Income tax expense. The income tax provision was $9.9 million for the first nine months of
fiscal 2008, compared with $10.2 million for the same period in fiscal 2007. The effective tax rate
for the first nine months of fiscal 2008 was 38.9%, compared with 37.1% for the same period last
year. The increase in the effective tax rate principally reflects an increase in state tax
contingency reserves in fiscal 2008 and a release of federal tax reserves in fiscal 2007.
Liquidity and Capital Resources
As of June 30, 2008, the Company had working capital of $41.6 million, of which $24.3 million
consisted of cash, cash equivalents and short-term investments. Working capital increased $13.6
million from the September 30, 2007 level driven principally by cash flow from operations and the
collection of $5.9 million of notes receivable. Our cash, cash equivalents and short-term and
long-term investments totaled $70.0 million at June 30, 2008, a slight decrease of $0.2 million
from $70.2 million as of September 30, 2007. The Companys investments principally consist of U.S.

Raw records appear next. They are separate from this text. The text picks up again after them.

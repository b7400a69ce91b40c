//! Credential Resolution
//!
//! A provider's API key comes from the request's session credentials when the
//! caller supplied one, otherwise from the environment variable named in its
//! descriptor.

use suite_gateway_core::RequestContext;
use suite_gateway_llm::ProviderDescriptor;

/// Resolves the API key for one provider call.
pub trait CredentialResolver: Send + Sync {
    fn resolve(&self, descriptor: &ProviderDescriptor, ctx: &RequestContext) -> Option<String>;
}

/// Session override first, then `descriptor.api_key_env`.
#[derive(Debug, Default, Clone, Copy)]
pub struct EnvCredentialResolver;

impl CredentialResolver for EnvCredentialResolver {
    fn resolve(&self, descriptor: &ProviderDescriptor, ctx: &RequestContext) -> Option<String> {
        if let Some(key) = ctx
            .session_credential(&descriptor.name)
            .map(str::trim)
            .filter(|k| !k.is_empty())
        {
            return Some(key.to_string());
        }
        descriptor
            .api_key_env
            .as_deref()
            .and_then(|var| std::env::var(var).ok())
            .map(|k| k.trim().to_string())
            .filter(|k| !k.is_empty())
    }
}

government and government agency obligations and investment grade, interest-bearing corporate debt
securities with varying maturity dates, the majority of which are five years or less. The Companys
policy requires that no more than 5% of investments be held in any one credit issue, excluding U.S.
government and government agency obligations. The primary investment objective of the portfolio is
to provide for the safety of principal and appropriate liquidity while meeting or exceeding a
benchmark (Merrill Lynch 1-3 Year Government-Corporate Index) total rate of return. Management
plans to continue to direct its investment advisors to manage the Companys investments primarily
for the safety of principal for the foreseeable future as it assesses other investment
opportunities and uses of its investments.
We had cash flows from operating activities of approximately $22.6 million in the nine-months
ended June 30, 2008, compared with $23.6 million for the nine-months ended June 30, 2007. The
decrease compared with prior-year results primarily reflects increased current-year income tax
payments and accounts receivable balances increasing, rather than being a source of cash, as
accounts receivable was in the prior-year period. In June 2008, we recorded a receivable of $9.0
million associated with achievement of a milestone event under the Merck Agreement, which was paid
in July 2008.
In November 2007, our Board of Directors authorized the repurchase of up to $35 million of the
Companys common stock in open-market transactions, private transactions, tender offers, or other
transactions. The repurchase authorization does not have a fixed expiration date. During the
nine-months ended June 30, 2008, we purchased 157,500 shares of common stock for $6.7 million at an
average price of $42.63 per share. Under the current authorization, the Company has $28.3 million
remaining available for authorized share repurchases as of June 30, 2008.
As of June 30, 2008, we had approximately $236,000 of debt outstanding in connection with our
Brookwood subsidiary. We do not have any material credit agreements established at this time, and
we believe that our existing capital resources will be adequate to fund our operations and material
commitments into the foreseeable future. Nevertheless, we may enter into credit arrangements from
time to time when we consider market conditions to be favorable. Our remaining anticipated
liquidity needs for fiscal 2008 include but are not limited to the following: capital expenditures
related to the recently acquired Alabama facility in the range of $1 million to $6 million and
related to our Minnesota facilities in the range of $4 million to $6 million; and any amounts
associated with the repurchase of common stock under the authorization discussed above.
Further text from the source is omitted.